## How to complete this task
Your answer should be a single number, the count of lines in the material with the string "join".
***
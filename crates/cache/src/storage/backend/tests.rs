use super::*;
use crate::entry::{Entry, NO_EXPIRATION};
use crate::keys::KeyNamespacer;
use crate::storage::accelerator::MemoryAccelerator;
use std::time::{Duration, SystemTime};
use tempfile::TempDir;

fn store(temp_dir: &TempDir) -> EntryStore {
    EntryStore::open(temp_dir.path(), "opstash", None).unwrap()
}

#[test]
fn test_write_then_read() -> Result<()> {
    let temp_dir = TempDir::new().unwrap();
    let store = store(&temp_dir);
    let ns = KeyNamespacer::new("site", false, 1);
    let key = ns.build_key("k", "default");

    assert!(!store.exists(&key));
    store.write(&key, Entry::encode(&"v", NO_EXPIRATION)?)?;
    assert!(store.exists(&key));

    let entry = store.read(&key, 0)?.expect("entry should be present");
    assert_eq!(entry.decode::<String>()?, "v");

    Ok(())
}

#[test]
fn test_entry_path_is_salted_hash() {
    let temp_dir = TempDir::new().unwrap();
    let store = store(&temp_dir);
    let ns = KeyNamespacer::new("site", false, 1);
    let key = ns.build_key("a/../../etc:passwd", "default");

    let path = store.entry_path(&key);
    assert_eq!(path.parent(), Some(temp_dir.path()));
    let name = path.file_name().unwrap().to_string_lossy().to_string();
    assert!(name.starts_with("opstash-"));
    assert_eq!(name.len(), "opstash-".len() + 64);
}

#[test]
fn test_expired_entry_reads_as_missing_but_stays_on_disk() -> Result<()> {
    let temp_dir = TempDir::new().unwrap();
    let store = store(&temp_dir);
    let ns = KeyNamespacer::new("site", false, 1);
    let key = ns.build_key("k", "default");

    store.write(&key, Entry::encode(&1, 100)?)?;
    assert!(store.read(&key, 100)?.is_some());
    assert!(store.read(&key, 101)?.is_none());

    assert!(store.entry_path(&key).is_file());
    assert!(store.exists(&key));
    let record = store.read_record(&key)?.expect("raw record survives expiry");
    assert_eq!(record.expires_at, 100);

    Ok(())
}

#[test]
fn test_invalidate_is_idempotent() -> Result<()> {
    let temp_dir = TempDir::new().unwrap();
    let store = store(&temp_dir);
    let ns = KeyNamespacer::new("site", false, 1);
    let key = ns.build_key("k", "default");

    store.write(&key, Entry::encode(&"v", NO_EXPIRATION)?)?;
    assert!(store.invalidate(&key)?);
    assert!(!store.invalidate(&key)?);
    assert!(store.read(&key, 0)?.is_none());

    Ok(())
}

#[test]
fn test_corrupt_file_is_an_error_not_a_value() -> Result<()> {
    let temp_dir = TempDir::new().unwrap();
    let store = store(&temp_dir);
    let ns = KeyNamespacer::new("site", false, 1);
    let key = ns.build_key("k", "default");

    std::fs::write(store.entry_path(&key), b"garbage").unwrap();
    let err = store.read(&key, 0).unwrap_err();
    assert!(err.is_corruption());

    Ok(())
}

const TEMP_NAME: &str = "deadbeef-0123456789abcdef0123456789abcdef.tmp";

#[test]
fn test_clear_removes_entries_and_unused_locks() -> Result<()> {
    let temp_dir = TempDir::new().unwrap();
    let store = store(&temp_dir);
    let ns = KeyNamespacer::new("site", false, 1);

    for i in 0..3 {
        let key = ns.build_key(&format!("k{i}"), "default");
        store.write(&key, Entry::encode(&i, NO_EXPIRATION)?)?;
    }
    let unused = ns.build_key("unused", "default");
    drop(store.lock(&unused)?);
    let held_key = ns.build_key("held", "default");
    let held = store.lock(&held_key)?;
    // A temp file from a writer that may still be about to rename
    std::fs::write(temp_dir.path().join(TEMP_NAME), b"partial").unwrap();

    assert_eq!(store.entry_files()?.len(), 3);
    let sweep = store.clear()?;
    assert_eq!(sweep.removed, 3);
    assert_eq!(sweep.failed, 0);
    assert_eq!(sweep.leftovers, 1);

    assert!(store.entry_files()?.is_empty());
    assert!(!store.lock_path(&unused).exists());
    assert!(store.lock_path(&held_key).is_file());
    assert!(temp_dir.path().join(TEMP_NAME).is_file());

    drop(held);
    Ok(())
}

#[test]
fn test_clear_leftovers_removes_stale_temp_files() -> Result<()> {
    let temp_dir = TempDir::new().unwrap();
    let store = store(&temp_dir);
    let temp_file = temp_dir.path().join(TEMP_NAME);
    let unrelated = temp_dir.path().join("notes.tmp");
    std::fs::write(&temp_file, b"partial").unwrap();
    std::fs::write(&unrelated, b"not ours").unwrap();

    assert_eq!(store.clear_leftovers(SystemTime::now())?, 0);
    assert!(temp_file.is_file());

    let later = SystemTime::now() + TEMP_FILE_GRACE + Duration::from_secs(1);
    assert_eq!(store.clear_leftovers(later)?, 1);
    assert!(!temp_file.exists());
    assert!(unrelated.is_file());

    Ok(())
}

#[test]
fn test_clear_skips_entry_named_directories() -> Result<()> {
    let temp_dir = TempDir::new().unwrap();
    let store = store(&temp_dir);
    let ns = KeyNamespacer::new("site", false, 1);

    for i in 0..20 {
        let key = ns.build_key(&format!("k{i}"), "default");
        store.write(&key, Entry::encode(&i, NO_EXPIRATION)?)?;
    }
    let impostor = temp_dir.path().join(format!("opstash-{}", "a".repeat(64)));
    std::fs::create_dir(&impostor).unwrap();
    std::fs::write(impostor.join("inner"), b"x").unwrap();

    assert_eq!(store.entry_files()?.len(), 20);
    let sweep = store.clear()?;
    assert_eq!(sweep.removed, 20);
    assert_eq!(sweep.failed, 0);
    assert!(store.entry_files()?.is_empty());
    assert!(impostor.is_dir());

    Ok(())
}

#[test]
fn test_remove_where_filters_on_key_parts() -> Result<()> {
    let temp_dir = TempDir::new().unwrap();
    let store = store(&temp_dir);
    let ns = KeyNamespacer::new("site", false, 1);

    let keep = ns.build_key("a", "keep");
    let drop_a = ns.build_key("a", "drop");
    let drop_b = ns.build_key("b", "drop");
    for key in [&keep, &drop_a, &drop_b] {
        store.write(key, Entry::encode(&"v", NO_EXPIRATION)?)?;
    }

    let sweep = store.remove_where(|record| record.key.group == "drop")?;
    assert_eq!(sweep.removed, 2);
    assert_eq!(sweep.failed, 0);
    assert!(store.exists(&keep));
    assert!(!store.exists(&drop_a));
    assert!(!store.exists(&drop_b));

    Ok(())
}

#[test]
fn test_accelerator_mirrors_presence() -> Result<()> {
    let temp_dir = TempDir::new().unwrap();
    let accel = Arc::new(MemoryAccelerator::new());
    let store = EntryStore::open(
        temp_dir.path(),
        "opstash",
        Some(accel.clone() as Arc<dyn AccelerationBackend>),
    )?;
    let ns = KeyNamespacer::new("site", false, 1);
    let key = ns.build_key("k", "default");

    store.write(&key, Entry::encode(&"v", NO_EXPIRATION)?)?;
    assert!(accel.exists(&store.entry_path(&key)));

    store.invalidate(&key)?;
    assert!(!accel.exists(&store.entry_path(&key)));
    assert!(!store.exists(&key));

    Ok(())
}

#[test]
fn test_stale_accelerator_reference_reads_as_miss() -> Result<()> {
    let temp_dir = TempDir::new().unwrap();
    let accel = Arc::new(MemoryAccelerator::new());
    let store = EntryStore::open(
        temp_dir.path(),
        "opstash",
        Some(accel.clone() as Arc<dyn AccelerationBackend>),
    )?;
    let ns = KeyNamespacer::new("site", false, 1);
    let key = ns.build_key("k", "default");

    store.write(&key, Entry::encode(&"v", NO_EXPIRATION)?)?;
    // Simulate a crash after the file was removed but before eviction.
    std::fs::remove_file(store.entry_path(&key)).unwrap();

    assert!(store.exists(&key));
    assert!(!store.confirm_exists(&key));
    assert!(!accel.exists(&store.entry_path(&key)));

    store.write(&key, Entry::encode(&"v", NO_EXPIRATION)?)?;
    std::fs::remove_file(store.entry_path(&key)).unwrap();
    assert!(store.read(&key, 0)?.is_none());
    assert!(!store.exists(&key), "a failed read evicts the stale reference");

    Ok(())
}

#[test]
fn test_open_rejects_file_as_base_dir() {
    let temp_dir = TempDir::new().unwrap();
    let file = temp_dir.path().join("not-a-dir");
    std::fs::write(&file, b"x").unwrap();
    assert!(EntryStore::open(&file, "opstash", None).is_err());
}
***
## Answer to this exercise
7